Houveram gritos. O círculo de alunos se abriu ainda mais, assustado e horrorizado, mas não me mexi. Permaneci parada, os olhos presos no réptil escuro. Devia ter por volta de dois metros com a grossura de uma perna, além uma cabeça triangular para informar que era venenosa. Criada do nada e sem proposito algum, ela se enroscou ao tentar entender o ambiente, mais disposta a atacar pelo medo do que por qualquer outra coisa.

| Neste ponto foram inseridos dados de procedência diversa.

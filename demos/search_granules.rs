use anyhow::Result;
use earthdata::{CatalogQuery, Client, CollectionQuery, LinkKind};
use tracing_subscriber::EnvFilter;

fn main() -> Result<()> {
    // Example program that calls the library API.
    // Configure the login via env vars, `~/.netrc` or the terminal prompt.
    tracing_subscriber::fmt()
        .with_env_filter(EnvFilter::try_from_default_env().unwrap_or_else(|_| EnvFilter::new("info")))
        .init();

    let client = Client::from_env()?;

    for c in client.collections(&CollectionQuery::for_project("LPCLOUD", "ECOSTRESS"))? {
        println!(
            "{} {} v{}",
            c.concept_id,
            c.short_name.as_deref().unwrap_or("-"),
            c.version.as_deref().unwrap_or("-")
        );
    }

    let query = CatalogQuery::new("C2076090826-LPCLOUD")
        .bounding_box("-120.45,34.51,-120.40,34.53")?
        .temporal("2022-12-01T00:00:00Z,2022-12-07T23:59:59Z")?;

    let granules = client.search(&query)?;
    for g in &granules {
        println!("{} {} .. {}", g.id, g.time_start, g.time_end);
        for href in g.links_for(LinkKind::S3) {
            println!("  {href}");
        }
    }

    if !granules.is_empty() {
        let creds = client.provider_credentials("lpdaac")?;
        println!("lpdaac credentials expire at {}", creds.expiration);
    }
    Ok(())
}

— Não se mexa, Potter — era a voz de Severo e me obriguei a tirar os olhos da cobra por um momento para guardar seu rosto. Era prazer em seu sorriso afiado, no deboche que se acumulava nos olhos. Ele sentia tanta satisfação por colocar uma criança na frente de um animal perigoso e letal que senti meu estômago afundar e minhas cicatrizes queimarem. Eu conheci uma pessoa assim, uma vez. Ela também tinha essa expressão quase faminta ao contemplar o medo. — Vou dar um fim nela...
— Permita-me! — Lockhart não poderia perder a chance de se exibir. Se adiantou para frente, gritando e brandindo a varinha, que pelo menos não saiu voando desta vez. Mas a cobra, por outro lado, foi arremessada para cima com estrondo ao invés de desaparecer, chegando a três metros antes de despencar outra vez com um barulho alto e quase nauseante. Quando ela voltou a se erguer, furiosa e indignada, e deslizou em direção ao garoto lufano que fizera dupla com Emily – presas amostra e bote armado – eu soube que tudo que ele tinha eram segundos.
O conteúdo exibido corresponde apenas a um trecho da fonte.